Open surgical repair is still the gold standard treatment for aortic arch diseases, primarily for aneurysms and dissections, however new devices and techniques for total/hybrid endovascular repair are already available to treat aortic arch PAUs. These patients are usually older and present with severe co-morbidities, making their surgical profile high-risk or even prohibitive for open repair when compared to those with dissection or aneurysms.

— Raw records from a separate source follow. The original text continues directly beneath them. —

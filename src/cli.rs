//! CLI argument parsing, validation, and startup helpers.

use crate::ServerConfig;
use crate::audit::TracingAuditSink;
use crate::auth::{CookieSettings, SameSite};
use crate::db::{DEFAULT_HASH_COST, Database};
use crate::jwt::{DEFAULT_AUDIENCE, DEFAULT_ISSUER, JwtConfig};
use crate::rate_limit::RateLimitSettings;
use clap::Parser;
use std::sync::Arc;
use std::time::Duration;
use tracing::{error, info};

const MIN_SECRET_LENGTH: usize = 32;
const MAX_ACCESS_TTL_MINUTES: u64 = 365 * 24 * 60;
const MAX_REFRESH_TTL_DAYS: u64 = 3650;

pub const ACCESS_SECRET_ENV: &str = "ACCESS_TOKEN_SECRET";
pub const REFRESH_SECRET_ENV: &str = "REFRESH_TOKEN_SECRET";

#[derive(clap::ValueEnum, Clone, Debug, Default)]
pub enum LogFormat {
    #[default]
    Pretty,
    Json,
    Compact,
}

#[derive(Parser, Debug, Clone)]
#[command(
    name = "Auraflow",
    about = "Session service with access/refresh token rotation"
)]
pub struct Args {
    /// Port to listen on
    #[arg(short, long, env = "AURAFLOW_PORT", default_value = "7291")]
    pub port: u16,

    /// Path to SQLite database file (":memory:" for a throwaway database)
    #[arg(short, long, env = "AURAFLOW_DATABASE", default_value = "auraflow.db")]
    pub database: String,

    /// Path to file containing the access token secret. Prefer the ACCESS_TOKEN_SECRET env var
    #[arg(long)]
    pub access_secret_file: Option<String>,

    /// Path to file containing the refresh token secret. Prefer the REFRESH_TOKEN_SECRET env var
    #[arg(long)]
    pub refresh_secret_file: Option<String>,

    /// Access token lifetime in minutes (at most one year)
    #[arg(long, default_value = "15", value_parser = clap::value_parser!(u64).range(1..=MAX_ACCESS_TTL_MINUTES))]
    pub access_ttl_minutes: u64,

    /// Refresh token and session lifetime in days (at most ten years)
    #[arg(long, default_value = "7", value_parser = clap::value_parser!(u64).range(1..=MAX_REFRESH_TTL_DAYS))]
    pub refresh_ttl_days: u64,

    /// Seconds between expired-session sweeps
    #[arg(long, default_value = "3600", value_parser = clap::value_parser!(u64).range(1..))]
    pub cleanup_interval_secs: u64,

    /// SameSite attribute for auth cookies
    #[arg(long, default_value = "strict")]
    pub same_site: SameSite,

    /// Production mode: auth cookies get the Secure flag (requires HTTPS)
    #[arg(long)]
    pub production: bool,

    /// Token issuer claim
    #[arg(long, default_value = DEFAULT_ISSUER)]
    pub issuer: String,

    /// Token audience claim
    #[arg(long, default_value = DEFAULT_AUDIENCE)]
    pub audience: String,

    /// bcrypt cost for password and refresh token hashes
    #[arg(long, default_value_t = DEFAULT_HASH_COST, value_parser = validate_hash_cost)]
    pub hash_cost: u32,

    /// Clock-skew tolerance in seconds for token expiry
    #[arg(long, default_value = "0")]
    pub leeway_secs: u64,

    /// Disable new user signups
    #[arg(long)]
    pub no_signup: bool,

    /// Key rate limits on the X-Forwarded-For header (only behind a trusted proxy)
    #[arg(long)]
    pub trust_forwarded_for: bool,

    /// Log output format
    #[arg(short, long, default_value = "pretty")]
    pub log_format: LogFormat,
}

fn validate_hash_cost(s: &str) -> Result<u32, String> {
    let cost: u32 = s
        .parse()
        .map_err(|_| format!("Hash cost must be a number: {}", s))?;
    if !(DEFAULT_HASH_COST..=31).contains(&cost) {
        return Err(format!(
            "Hash cost must be between {} and 31: {}",
            DEFAULT_HASH_COST, cost
        ));
    }
    Ok(cost)
}

/// Initialize logging based on the specified format.
pub fn init_logging(format: &LogFormat) {
    match format {
        LogFormat::Pretty => tracing_subscriber::fmt::init(),
        LogFormat::Json => tracing_subscriber::fmt().json().init(),
        LogFormat::Compact => tracing_subscriber::fmt().compact().init(),
    }
}

/// Load a signing secret from an environment variable or a file.
/// Returns None and logs an error if the secret cannot be loaded.
pub fn load_secret(env_var: &str, secret_file: Option<&str>) -> Option<String> {
    let secret = if let Ok(secret) = std::env::var(env_var) {
        // Clear the environment variable to prevent leaking
        // SAFETY: We're single-threaded at this point during startup,
        // and no other code is reading this environment variable.
        unsafe { std::env::remove_var(env_var) };
        secret
    } else if let Some(path) = secret_file {
        match std::fs::read_to_string(path) {
            Ok(content) => content.trim().to_string(),
            Err(e) => {
                error!(path = %path, error = %e, "Failed to read secret file");
                return None;
            }
        }
    } else {
        error!(
            env = %env_var,
            "Secret is required. Set the environment variable (recommended) or use the secret file option"
        );
        return None;
    };

    if secret.len() < MIN_SECRET_LENGTH {
        error!(
            env = %env_var,
            "Secret is shorter than {} characters. Use a longer secret",
            MIN_SECRET_LENGTH
        );
        return None;
    }

    Some(secret)
}

/// Check settings that only make sense together.
/// Returns None and logs an error if validation fails.
pub fn validate_settings(args: &Args, access_secret: &str, refresh_secret: &str) -> Option<()> {
    if access_secret == refresh_secret {
        error!("Access and refresh token secrets must differ");
        return None;
    }

    if args.same_site == SameSite::None && !args.production {
        error!("SameSite=None requires Secure cookies; use --production");
        return None;
    }

    Some(())
}

/// Cookie attributes implied by the arguments.
pub fn cookie_settings(args: &Args) -> CookieSettings {
    CookieSettings {
        secure: args.production,
        same_site: args.same_site,
        ..CookieSettings::default()
    }
}

/// Build ServerConfig from validated arguments.
pub fn build_config(
    args: &Args,
    db: Database,
    access_secret: String,
    refresh_secret: String,
) -> ServerConfig {
    let jwt = JwtConfig::new(access_secret.as_bytes(), refresh_secret.as_bytes())
        .with_scope(&args.issuer, &args.audience)
        .with_ttls(
            Duration::from_secs(args.access_ttl_minutes.saturating_mul(60)),
            Duration::from_secs(args.refresh_ttl_days.saturating_mul(24 * 60 * 60)),
        )
        .with_leeway(args.leeway_secs);

    ServerConfig {
        db: db.with_hash_cost(args.hash_cost),
        jwt,
        cookies: cookie_settings(args),
        no_signup: args.no_signup,
        trust_forwarded_for: args.trust_forwarded_for,
        rate_limits: RateLimitSettings::default(),
        audit: Arc::new(TracingAuditSink),
        cleanup_interval: Duration::from_secs(args.cleanup_interval_secs),
    }
}

/// Open the database, logging errors if it fails.
pub async fn open_database(path: &str) -> Option<Database> {
    match Database::open(path).await {
        Ok(db) => {
            info!(path = %path, "Database opened");
            Some(db)
        }
        Err(e) => {
            error!(path = %path, error = %e, "Failed to open database");
            None
        }
    }
}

Standardization in such complex cases is difficult; aside from the nature of the aortic lesion, the variability of the anatomy of the arch and its branches can significantly complicate any attempt at using a standardized model. Biomedical industries are continually improving the technology in their products in attempts to provide devices to treat more challenging disease presentations and anatomy. Current areas of concern include better stent-graft accommodation and conformability, the correct sizing and location of the fenestrations, and the reduction of existing mismatch between the soft native aorta and the stiffer endografts (23).
In this potentially challenging setting, user experience with different devices is crucial in the decision-making process, however, the learning curve related to the use of new devices should be accounted for, particularly given that its effects are usually associated with sub-optimal outcomes. Additionally, mid- and long-term results are still lacking for all stent-grafts and surgical techniques.
Although these limitations are important, populations are aging more world-wide and surgeons will continue to face increasingly difficult disease presentations and anatomy in coming years. The options for treating them with a minimally-invasive approach, even if associated with minimally-invasive open techniques such as extra-thoracic bypasses, will need to be improved and validated by future experience.
Conflicts of Interest: Dr. Trimarchi is speaker and consultant for Gore (W.L. Gore; Flagstaff, AZ, USA) and Medtronic (Medtronic, Inc.; Minneapolis, MN, USA).